Reaseheath College garden designers and florists completed a phenomenally successful RHS Flower Show Tatton Park by winning two top awards and helping Cheshire’s leading visitor attractions to achieve another.
A team of ten Foundation Degree Garden and Landscape Design students achieved one of just three gold medals in the prestigious show garden section with their innovative edible garden ‘A Taste of Wythenshawe’.
Sponsored by Wythenshawe Community Housing Group (WCHG), the garden incorporated innovative and creative approaches to growing edible plants including hydroponics and sculptural features. It celebrated Real Food Wythenshawe, a five year £1 million Big Lottery-funded community food campaign led by WCHG which promotes ways that people can grow their own fruit and vegetables and cook healthy, economical meals.
Dougal Philip, Chair of the judges, said: “This was a magnificent garden which was strong, exciting and innovative and with wonderful detail. The fact that it was designed and built by a team could have posed problems but everyone has worked together. Reaseheath’s students should be really proud of what they have achieved.”
The garden will now be rebuilt in Wythenshawe Park, where it will be shared by the local community. The re-instatement will be carried out by members of the Turnaround team, a programme developed by WCHG to offer training and potential employment opportunities to those with criminal records. All team members have been trained by Reaseheath and have successfully gained their NPTC Level 2 horticulture award.
Reaseheath florists were also celebrating after winning the prestigious new RHS Tatton Park Floristry College of the Year Competition. Level 3 Diploma in Floristry students Anna Eite, Zoe Sillito and Wendy Anderson took the title against competition from four other colleges and will compete at the national finals at the Chelsea Flower Show 2015. They also won a silver gilt medal for their creative, carnival themed stand.
Reaseheath RHS Level 2 and 3 Certificate in Horticulture students helped to build a carnival themed stand for the Cheshire Gardens of Distinction, which was awarded Best Show Feature. The group, which this year celebrates its 10th birthday, was represented by Arley Hall and Gardens, Adlington Hall and Gardens, Cholmondeley Castle and Gardens, Fryers Roses of Knutsford, Biddulph Grange, Norton Priory, Bluebell Cottage Gardens and Nurseries and the Cheshire Gardens Trust.

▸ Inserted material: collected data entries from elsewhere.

use ratatui::Frame;
use ratatui::layout::Rect;
use ratatui::style::{Modifier, Style};
use ratatui::text::{Line, Span};
use ratatui::widgets::Paragraph;

use crate::tui::action::{Action, Axis};
use crate::tui::app::{App, Mode};
use crate::tui::keymap::KeyContext;
use crate::util::unicode;

use super::helpers::spans_width;

type Hints = &'static [(Action, &'static str)];

const MOVE_HINTS: Hints = &[
    (Action::MoveSelection(1), "move"),
    (Action::ToggleMoveMode, "done"),
    (Action::Cancel, "cancel"),
];
const NORMAL_HINTS: Hints = &[
    (Action::StartAddTask, "add"),
    (Action::ToggleComplete, "toggle"),
    (Action::SwitchContext(1), "context"),
    (Action::Undo, "undo"),
    (Action::OpenHelp, "help"),
    (Action::Quit, "quit"),
];
const INPUT_HINTS: Hints = &[(Action::Commit, "confirm"), (Action::Cancel, "cancel")];
const DATE_HINTS: Hints = &[
    (Action::FieldNav(1), "next field"),
    (Action::Commit, "confirm"),
    (Action::Cancel, "cancel"),
];
const TAG_HINTS: Hints = &[
    (Action::ToggleCheck, "check"),
    (Action::Commit, "remove"),
    (Action::Cancel, "cancel"),
];
const KANBAN_HINTS: Hints = &[
    (Action::Scroll(Axis::Horizontal, 1), "scroll"),
    (Action::Exit, "back"),
];
const STATS_HINTS: Hints = &[(Action::Exit, "back")];

/// Key hints for the current mode as `(action, label)` pairs
fn hint_actions(app: &App) -> (KeyContext, Hints) {
    if app.moving.is_some() {
        return (KeyContext::Normal, MOVE_HINTS);
    }
    match app.mode {
        Mode::Normal => (KeyContext::Normal, NORMAL_HINTS),
        Mode::TextInput { .. } => (KeyContext::Input, INPUT_HINTS),
        Mode::DateInput { .. } => (KeyContext::Date, DATE_HINTS),
        Mode::TagRemoval { .. } => (KeyContext::Tags, TAG_HINTS),
        Mode::Kanban => (KeyContext::Kanban, KANBAN_HINTS),
        Mode::Statistics => (KeyContext::Stats, STATS_HINTS),
    }
}

/// Render the status row (bottom of screen): the last error on the left,
/// key hints on the right.
pub fn render_status_row(frame: &mut Frame, app: &App, area: Rect) {
    let bg = app.theme.background;
    let width = area.width as usize;

    let mut spans: Vec<Span> = Vec::new();
    if let Some(err) = &app.error {
        spans.push(Span::styled(
            format!(" {}", unicode::truncate_to_width(&err.to_string(), width.saturating_sub(1))),
            Style::default()
                .fg(app.theme.error)
                .bg(bg)
                .add_modifier(Modifier::BOLD),
        ));
    } else if app.moving.is_some() {
        spans.push(Span::styled(
            " MOVE",
            Style::default()
                .fg(app.theme.accent)
                .bg(bg)
                .add_modifier(Modifier::BOLD),
        ));
    }

    if app.show_key_hints && !app.show_help {
        let (context, actions) = hint_actions(app);
        let hint = actions
            .iter()
            .filter_map(|(action, label)| {
                app.keymap
                    .primary_key(context, *action)
                    .map(|key| format!("{key} {label}"))
            })
            .collect::<Vec<_>>()
            .join("  ");
        let hint = format!("{hint} ");
        let content_width = spans_width(&spans);
        let hint_width = unicode::display_width(&hint);
        if content_width + hint_width < width {
            let padding = width - content_width - hint_width;
            spans.push(Span::styled(" ".repeat(padding), Style::default().bg(bg)));
            spans.push(Span::styled(hint, Style::default().fg(app.theme.dim).bg(bg)));
        }
    }

    let paragraph = Paragraph::new(Line::from(spans)).style(Style::default().bg(bg));
    frame.render_widget(paragraph, area);
}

Reaseheath Horticulture lecturer Tracy Walker co-ordinated the stand, which was in the ‘Inspire’ zone, an area dedicated to cutting edge design and fresh ideas. Each of the eight gardens featured ‘The Rose of Distinction’, a new floribunda rose launched by Fryers Roses to celebrate the group’s birthday.
Other successes included Jonathan Price, who is studying for his BSc Landscape Design and Management at Reaseheath, taking a silver medal for his show garden De Musica Mundana and former floristry student Adrian Thomas being awarded gold in the open floral design competition. Adrian runs his own on-line business, Verdure Floral Design. Floristry lecturers Ruth Clarke and Fiona Davies, representing Reaseheath, won a silver medal in the same section.
And in a final coup, Level 3 Extended Diploma in Horticulture student Richard Carden won his way through to the 2014 WorldSkills UK Landscape Gardening finals after a high profile three day competition held at the show.
The Landscape Gardening Competition, organised by the Association of Professional Landscapers, is designed to highlight the skills and potential of young people. Finalists are considered for an international squad.
Richard will now compete at the Olympic-styled finals at The Skills Show at Birmingham NEC in November against top students from other colleges.
This was Richard’s first major competition, although he designed and built a garden for a competition held during Reaseheath’s Family Festival in May and helped to rebuild it as a feature on the college’s award winning stand at the Cheshire Show in June.
He said: “I can only describe it as being as close as landscape gardening can get to being a military operation. There was no let up at all as we had to complete the garden to a tight deadline. But I really enjoyed it and I’m looking forward to improving my skills ready for the national finals.”